Filmmaker Wang becomes a target along with Sparrow, as she faces destroyed cameras and intimidation. Yet she bravely and tenaciously keeps shooting, guerrilla-style, with secret recording devices and hidden-camera glasses, and in the process, she exposes a startling number of undercover security agents on the streets. Eventually, through smuggling footage out of the country, Wang is able tell the story of her journey with the extraordinary revolutionary Sparrow, her fellow activists, and their seemingly impossible battle for human rights.

Director: Nanfu Wang

Cast: Haiyan Ye, Yu Wang

Plaza de Soledad / Mexico

Inviting us into a world we would otherwise never know, this richly textured portraiture jumps off the screen in vibrant, clarifying colors. Carmen, Letty, Raquel, and Esther, each ranging in age from 60 to 80 years old, work the streets of La Merced in Mexico City, where life revolves around a large town plaza. Age means nothing to these women, who still dance and seduce with the same energy they’ve held on to since youth. But with time comes a desire to seek out companionship and security, whether in the form of their fellow co-workers, older men, or their own deeply ingrained sense of self-reliance.

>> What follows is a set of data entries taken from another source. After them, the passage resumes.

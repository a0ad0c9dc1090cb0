use swivel_core::{Debounced, SettleTimer};
use web_time::Duration;

use super::flags::ScrollFlags;
use super::surface::SharedSurface;
use super::{EXTERNAL_DEBOUNCE, PROGRAMMATIC_SETTLE, RETRY_DELAY, SCROLL_ANIMATION};

#[derive(Clone, Copy, Debug, PartialEq, Eq)]
pub(super) struct ScrollRequest {
    pub index: usize,
    pub animated: bool,
}

/// The only component permitted to command the scroll surface.
///
/// Tap- and correction-driven commands go out immediately through
/// [`ScrollDriver::scroll_to`]; external index churn is funneled through a
/// latest-wins debouncer so intermediate targets are never animated through.
/// A command the surface rejects is retried once after a fixed delay and then
/// dropped — a missed visual update, never an error to the parent.
pub(super) struct ScrollDriver {
    surface: SharedSurface,
    item_height_px: f32,
    external: Debounced<ScrollRequest>,
    /// Clears the programmatic bracket after an animated command settles.
    completion: SettleTimer,
    retry: SettleTimer,
    retry_request: Option<ScrollRequest>,
}

impl ScrollDriver {
    pub fn new(surface: SharedSurface, item_height_px: f32) -> Self {
        Self {
            surface,
            item_height_px,
            external: Debounced::new(EXTERNAL_DEBOUNCE),
            completion: SettleTimer::new(),
            retry: SettleTimer::new(),
            retry_request: None,
        }
    }

    /// Queue an external-index-driven scroll; rapid calls collapse into the
    /// most recent target.
    pub fn request_external(&mut self, index: usize, animated: bool) {
        self.external.call(ScrollRequest { index, animated });
    }

    /// Requeue a debounced request that fired while the user was dragging;
    /// it re-applies after another quiet period.
    pub fn defer_external(&mut self, request: ScrollRequest) {
        self.external.call(request);
    }

    pub fn poll_external(&mut self) -> Option<ScrollRequest> {
        self.external.poll()
    }

    pub fn cancel_external(&mut self) {
        self.external.cancel();
    }

    /// Issue a scroll command now. `index` must already be clamped.
    pub fn scroll_to(&mut self, flags: &ScrollFlags, index: usize, animated: bool) {
        self.cancel_retry();
        self.issue(flags, ScrollRequest { index, animated }, true);
    }

    /// A superseded command's pending re-issue must not fire; drag-start in
    /// particular would otherwise see the retry land mid-drag.
    pub fn cancel_retry(&mut self) {
        self.retry.cancel();
        self.retry_request = None;
    }

    /// The in-flight animation's settlement becomes a no-op once the flags
    /// have moved on (drag-start, residual momentum-end).
    pub fn cancel_completion(&mut self) {
        self.completion.cancel();
    }

    /// Advance the driver's timers. Called from the owner's frame tick.
    pub fn tick(&mut self, flags: &ScrollFlags) {
        if self.completion.poll().is_some() {
            flags.end_programmatic();
        }
        if self.retry.poll().is_some()
            && let Some(request) = self.retry_request.take()
        {
            self.issue(flags, request, false);
        }
    }

    fn issue(&mut self, flags: &ScrollFlags, request: ScrollRequest, allow_retry: bool) {
        let offset_px = request.index as f32 * self.item_height_px;
        flags.begin_programmatic();

        match self.surface.scroll_to_offset(offset_px, request.animated) {
            Ok(()) => {
                if request.animated {
                    self.completion.arm(SCROLL_ANIMATION + PROGRAMMATIC_SETTLE);
                } else {
                    flags.end_programmatic();
                }
            }
            Err(e) => {
                // The bracket still times out on the animated path so a
                // failed command cannot wedge interactivity.
                if request.animated {
                    self.completion.arm(SCROLL_ANIMATION + PROGRAMMATIC_SETTLE);
                } else {
                    flags.end_programmatic();
                }
                if allow_retry {
                    log::debug!(
                        "scroll to index {} failed ({e}); retrying in {:?}",
                        request.index,
                        RETRY_DELAY
                    );
                    self.retry.arm(RETRY_DELAY);
                    self.retry_request = Some(request);
                } else {
                    log::debug!("scroll to index {} failed twice ({e}); giving up", request.index);
                }
            }
        }
    }
}

#[cfg(test)]
mod tests {
    use super::*;
    use crate::wheel::surface::RecordingSurface;
    use swivel_core::SurfaceError;
    use swivel_core::clock::{advance_test_now, clear_test_now, set_test_now};
    use web_time::Instant;

    fn setup() -> (std::rc::Rc<RecordingSurface>, ScrollDriver, ScrollFlags) {
        set_test_now(Instant::now());
        let surface = RecordingSurface::new();
        let driver = ScrollDriver::new(surface.clone(), 35.0);
        (surface, driver, ScrollFlags::new())
    }

    #[test]
    fn instant_scroll_brackets_synchronously() {
        let (surface, mut driver, flags) = setup();
        driver.scroll_to(&flags, 4, false);
        assert_eq!(*surface.commands.borrow(), vec![(140.0, false)]);
        assert!(!flags.is_programmatic());
        clear_test_now();
    }

    #[test]
    fn animated_scroll_holds_bracket_until_settle() {
        let (_, mut driver, flags) = setup();
        driver.scroll_to(&flags, 2, true);
        assert!(flags.is_programmatic());
        advance_test_now(Duration::from_millis(379));
        driver.tick(&flags);
        assert!(flags.is_programmatic());
        advance_test_now(Duration::from_millis(1));
        driver.tick(&flags);
        assert!(!flags.is_programmatic());
        clear_test_now();
    }

    #[test]
    fn failed_command_retries_once_then_gives_up() {
        let (surface, mut driver, flags) = setup();
        surface.fail_next(SurfaceError::TargetNotMeasured { offset_px: 350 });
        driver.scroll_to(&flags, 10, false);
        assert!(surface.commands.borrow().is_empty());

        advance_test_now(RETRY_DELAY);
        driver.tick(&flags);
        assert_eq!(*surface.commands.borrow(), vec![(350.0, false)]);

        // A double failure is dropped silently.
        let (surface, mut driver, flags) = setup();
        surface.fail_next(SurfaceError::TargetNotMeasured { offset_px: 350 });
        surface.fail_next(SurfaceError::TargetNotMeasured { offset_px: 350 });
        driver.scroll_to(&flags, 10, false);
        advance_test_now(RETRY_DELAY);
        driver.tick(&flags);
        advance_test_now(RETRY_DELAY);
        driver.tick(&flags);
        assert!(surface.commands.borrow().is_empty());
        assert!(!flags.is_programmatic());
        clear_test_now();
    }

    #[test]
    fn external_requests_collapse_to_latest() {
        let (_, mut driver, _) = setup();
        driver.request_external(2, true);
        advance_test_now(Duration::from_millis(100));
        driver.request_external(1, true);
        advance_test_now(Duration::from_millis(299));
        assert_eq!(driver.poll_external(), None);
        advance_test_now(Duration::from_millis(1));
        assert_eq!(
            driver.poll_external(),
            Some(ScrollRequest {
                index: 1,
                animated: true
            })
        );
        clear_test_now();
    }
}
//! Segmented control with a sliding indicator pill.

use std::cell::RefCell;
use std::rc::Rc;

use swivel_core::{
    AnimatedValue, AnimationSpec, Easing, ImpactStyle, Modifier, SettleTimer, SharedHaptics,
    View, ViewKind, haptics, theme,
};
use web_time::Duration;

const SLIDE_DURATION: Duration = Duration::from_millis(700);
/// The landing haptic fires shortly before the slide visually completes.
const HAPTIC_AT: Duration = Duration::from_millis(560);

pub type OnSegmentChange = Rc<dyn Fn(usize, &str)>;

pub struct SegmentState {
    labels: Vec<String>,
    selected: usize,
    /// Measured `(x, width)` per segment, fed back by the layout pass.
    layouts: Vec<Option<(f32, f32)>>,
    indicator_x: AnimatedValue<f32>,
    indicator_width: AnimatedValue<f32>,
    positioned: bool,
    haptic_timer: SettleTimer,
    haptics: SharedHaptics,
    on_change: OnSegmentChange,
}

impl SegmentState {
    pub fn new(
        labels: Vec<String>,
        selected: usize,
        haptics: SharedHaptics,
        on_change: OnSegmentChange,
    ) -> Self {
        let selected = selected.min(labels.len().saturating_sub(1));
        let spec = AnimationSpec::tween(SLIDE_DURATION, Easing::EaseInOut);
        Self {
            layouts: vec![None; labels.len()],
            labels,
            selected,
            indicator_x: AnimatedValue::new(0.0, spec),
            indicator_width: AnimatedValue::new(0.0, spec),
            positioned: false,
            haptic_timer: SettleTimer::new(),
            haptics,
            on_change,
        }
    }

    /// Layout feedback for one segment. The first measurement of the selected
    /// segment snaps the indicator into place without animating.
    pub fn set_segment_layout(&mut self, index: usize, x: f32, width: f32) {
        if index >= self.layouts.len() {
            return;
        }
        self.layouts[index] = Some((x, width));
        if !self.positioned && index == self.selected {
            self.indicator_x.snap_to(x);
            self.indicator_width.snap_to(width);
            self.positioned = true;
        }
    }

    /// Select a segment. Ignored until its layout is known; a repeat select
    /// is a no-op.
    pub fn select(&mut self, index: usize) {
        if index == self.selected || index >= self.labels.len() {
            return;
        }
        let Some((x, width)) = self.layouts[index] else {
            return;
        };
        self.selected = index;
        self.indicator_x.set_target(x);
        self.indicator_width.set_target(width);
        self.haptic_timer.arm(HAPTIC_AT);
        (self.on_change)(index, &self.labels[index]);
    }

    pub fn selected(&self) -> usize {
        self.selected
    }

    pub fn labels(&self) -> &[String] {
        &self.labels
    }

    pub fn indicator(&self) -> (f32, f32) {
        (*self.indicator_x.get(), *self.indicator_width.get())
    }

    pub fn tick(&mut self) -> bool {
        let moving = self.indicator_x.update();
        let sizing = self.indicator_width.update();
        if self.haptic_timer.poll().is_some() {
            haptics::pulse(&*self.haptics, ImpactStyle::Medium);
        }
        moving || sizing || self.haptic_timer.is_armed()
    }
}

#[allow(non_snake_case)]
pub fn SegmentedControl(state: &Rc<RefCell<SegmentState>>) -> View {
    let s = state.borrow();
    let t = theme();
    let (ix, iw) = s.indicator();

    let indicator = View::new(ViewKind::Box).modifier(
        Modifier::new()
            .width(iw)
            .fill_max_height()
            .clip_rounded(8.0)
            .background(t.segment_background)
            .transform(swivel_core::Transform {
                translate_x: ix,
                ..swivel_core::Transform::identity()
            }),
    );

    let mut row = View::new(ViewKind::Row).modifier(Modifier::new().fill_max_width().gap(20.0));
    for (i, label) in s.labels().iter().enumerate() {
        let color = if i == s.selected() {
            t.segment_active_font
        } else {
            t.segment_inactive_font
        };
        let st = state.clone();
        row = row.child(
            View::new(ViewKind::Box)
                .modifier(
                    Modifier::new()
                        .padding_values(swivel_core::PaddingValues {
                            top: 5.0,
                            bottom: 5.0,
                            left: 10.0,
                            right: 10.0,
                        })
                        .on_press(move || st.borrow_mut().select(i)),
                )
                .child(View::new(ViewKind::Text {
                    text: label.clone(),
                    color,
                    font_size: 16.0,
                })),
        );
    }

    View::new(ViewKind::Stack)
        .modifier(Modifier::new().fill_max_width())
        .child(indicator)
        .child(row)
}

#[cfg(test)]
mod tests {
    use super::*;
    use std::cell::Cell;
    use swivel_core::NoopHaptics;
    use swivel_core::clock::{advance_test_now, clear_test_now, set_test_now};
    use web_time::Instant;

    fn control(selected: usize) -> (SegmentState, Rc<Cell<Option<usize>>>) {
        let picked = Rc::new(Cell::new(None));
        let sink = picked.clone();
        let s = SegmentState::new(
            vec!["day".into(), "week".into(), "month".into()],
            selected,
            Rc::new(NoopHaptics),
            Rc::new(move |i, _| sink.set(Some(i))),
        );
        (s, picked)
    }

    #[test]
    fn first_layout_snaps_indicator_without_animation() {
        set_test_now(Instant::now());
        let (mut s, _) = control(1);
        s.set_segment_layout(0, 0.0, 40.0);
        s.set_segment_layout(1, 60.0, 50.0);
        assert_eq!(s.indicator(), (60.0, 50.0));
        clear_test_now();
    }

    #[test]
    fn select_animates_and_notifies() {
        set_test_now(Instant::now());
        let (mut s, picked) = control(0);
        s.set_segment_layout(0, 0.0, 40.0);
        s.set_segment_layout(2, 120.0, 55.0);

        s.select(2);
        assert_eq!(picked.get(), Some(2));
        assert_eq!(s.selected(), 2);
        // Mid-slide the indicator is between the two layouts.
        advance_test_now(Duration::from_millis(350));
        s.tick();
        let (x, _) = s.indicator();
        assert!(x > 0.0 && x < 120.0);

        advance_test_now(SLIDE_DURATION);
        s.tick();
        assert_eq!(s.indicator(), (120.0, 55.0));
        clear_test_now();
    }

    #[test]
    fn select_without_layout_is_ignored() {
        set_test_now(Instant::now());
        let (mut s, picked) = control(0);
        s.set_segment_layout(0, 0.0, 40.0);
        s.select(1);
        assert_eq!(picked.get(), None);
        assert_eq!(s.selected(), 0);
        clear_test_now();
    }

    #[test]
    fn reselect_is_a_noop() {
        set_test_now(Instant::now());
        let (mut s, picked) = control(0);
        s.set_segment_layout(0, 0.0, 40.0);
        s.select(0);
        assert_eq!(picked.get(), None);
        clear_test_now();
    }
}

Photographer-turned-filmmaker Maya Goded refuses to shy away from the painful aspects of these women’s jobs—the abuse, fear, and discontent that come from years of selling intimacy. She leads us into their histories, families, superstitions, and hopes, while allowing the camera to hone in on the contours of their well-worn bodies—beautiful and real. Plaza de la Soledad is a sumptuous visual celebration and a refreshingly honest exploration of physical and emotional self-determination against difficult odds.

Director: Maya Goded

Cast: Carmen Munoz, Leticia Guzman, Epifania Ruiz Lucas, Angeles Alvarez Llorente, Raquel Lopez, Carlos Perez Ramirez

Sonita / Germany, Iran, Switzerland

As a female rapper in conservative Iran, Sonita’s talents are a liability. But Sonita insists on dreaming big. Her beats are as solid as stones, her rhymes are fierce, and her videos a piercing howl against the constant injustice, fear, and sexism women must endure. It was only a matter of time before her charismatic presence and spirited eyes changed her fortune, and with the help of acclaimed director Rokhsareh Ghaemmaghami, she is suddenly offered a scholarship that leads her on a dangerous trip back to Afghanistan and ultimately to Utah. All the while, Sonita’s conservative mother insists she must be married off soon, at a price, and threatens to derail Sonita’s life at its most critical juncture.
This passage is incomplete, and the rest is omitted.